--- START ---

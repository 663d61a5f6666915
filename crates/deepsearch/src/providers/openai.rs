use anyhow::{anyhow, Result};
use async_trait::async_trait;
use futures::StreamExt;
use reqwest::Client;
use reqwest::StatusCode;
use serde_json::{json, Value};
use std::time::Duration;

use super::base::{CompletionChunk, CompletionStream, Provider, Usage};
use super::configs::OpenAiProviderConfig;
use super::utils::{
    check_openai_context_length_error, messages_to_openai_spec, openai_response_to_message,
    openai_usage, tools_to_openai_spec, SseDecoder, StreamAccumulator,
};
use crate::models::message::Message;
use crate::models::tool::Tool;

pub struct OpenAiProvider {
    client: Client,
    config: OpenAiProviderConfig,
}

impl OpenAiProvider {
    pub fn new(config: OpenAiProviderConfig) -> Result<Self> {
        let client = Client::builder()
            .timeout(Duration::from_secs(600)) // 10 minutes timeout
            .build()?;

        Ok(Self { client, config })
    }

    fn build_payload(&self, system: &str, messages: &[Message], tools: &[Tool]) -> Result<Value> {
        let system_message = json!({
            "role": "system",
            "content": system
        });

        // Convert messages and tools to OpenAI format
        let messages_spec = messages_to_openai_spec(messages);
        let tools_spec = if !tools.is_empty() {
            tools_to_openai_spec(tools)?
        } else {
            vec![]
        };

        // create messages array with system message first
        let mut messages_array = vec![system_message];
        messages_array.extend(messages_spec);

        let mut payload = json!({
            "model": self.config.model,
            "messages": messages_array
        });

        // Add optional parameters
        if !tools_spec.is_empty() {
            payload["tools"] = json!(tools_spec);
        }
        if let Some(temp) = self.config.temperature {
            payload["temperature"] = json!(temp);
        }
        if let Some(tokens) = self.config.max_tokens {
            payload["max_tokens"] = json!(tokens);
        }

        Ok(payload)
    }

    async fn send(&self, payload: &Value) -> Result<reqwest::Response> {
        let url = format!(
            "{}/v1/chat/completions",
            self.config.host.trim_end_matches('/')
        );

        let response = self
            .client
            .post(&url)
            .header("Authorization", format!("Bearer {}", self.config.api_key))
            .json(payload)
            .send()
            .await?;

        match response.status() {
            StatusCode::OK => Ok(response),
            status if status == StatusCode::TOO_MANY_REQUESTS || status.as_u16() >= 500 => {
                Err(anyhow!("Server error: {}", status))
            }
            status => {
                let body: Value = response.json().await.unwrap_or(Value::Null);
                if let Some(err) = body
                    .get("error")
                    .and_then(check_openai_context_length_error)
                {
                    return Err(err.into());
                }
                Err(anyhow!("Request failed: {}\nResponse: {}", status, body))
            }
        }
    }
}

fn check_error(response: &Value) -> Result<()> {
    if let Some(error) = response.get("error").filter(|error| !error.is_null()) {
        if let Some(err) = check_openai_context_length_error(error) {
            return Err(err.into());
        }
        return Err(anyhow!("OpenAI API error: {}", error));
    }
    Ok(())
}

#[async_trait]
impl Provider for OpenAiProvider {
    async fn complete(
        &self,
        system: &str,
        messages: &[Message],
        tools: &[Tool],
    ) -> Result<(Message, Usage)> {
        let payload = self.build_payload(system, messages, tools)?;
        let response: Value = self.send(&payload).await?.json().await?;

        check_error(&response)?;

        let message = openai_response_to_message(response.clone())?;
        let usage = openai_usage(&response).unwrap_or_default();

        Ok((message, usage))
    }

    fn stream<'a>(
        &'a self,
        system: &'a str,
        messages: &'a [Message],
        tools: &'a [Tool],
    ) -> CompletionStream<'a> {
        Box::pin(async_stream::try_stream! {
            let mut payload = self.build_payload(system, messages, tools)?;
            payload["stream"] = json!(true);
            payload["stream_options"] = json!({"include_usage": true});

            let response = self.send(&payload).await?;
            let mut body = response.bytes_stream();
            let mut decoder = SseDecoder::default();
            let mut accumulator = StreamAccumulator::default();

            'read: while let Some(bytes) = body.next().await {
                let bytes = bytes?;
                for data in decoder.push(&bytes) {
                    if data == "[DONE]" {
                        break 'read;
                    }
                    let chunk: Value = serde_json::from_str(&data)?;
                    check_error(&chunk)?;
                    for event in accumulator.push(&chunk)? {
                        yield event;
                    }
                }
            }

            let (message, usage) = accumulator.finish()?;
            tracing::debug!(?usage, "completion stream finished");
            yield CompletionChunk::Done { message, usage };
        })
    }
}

--- END ---

WHAT THE TASK REQUIRES
All lines above between those holding "10 minutes timeout" and "system message first", inclusive, must be set down unchanged, and no other line may be included.

TASK OUTPUT
            .timeout(Duration::from_secs(600)) // 10 minutes timeout
            .build()?;

        Ok(Self { client, config })
    }

    fn build_payload(&self, system: &str, messages: &[Message], tools: &[Tool]) -> Result<Value> {
        let system_message = json!({
            "role": "system",
            "content": system
        });

        // Convert messages and tools to OpenAI format
        let messages_spec = messages_to_openai_spec(messages);
        let tools_spec = if !tools.is_empty() {
            tools_to_openai_spec(tools)?
        } else {
            vec![]
        };

        // create messages array with system message first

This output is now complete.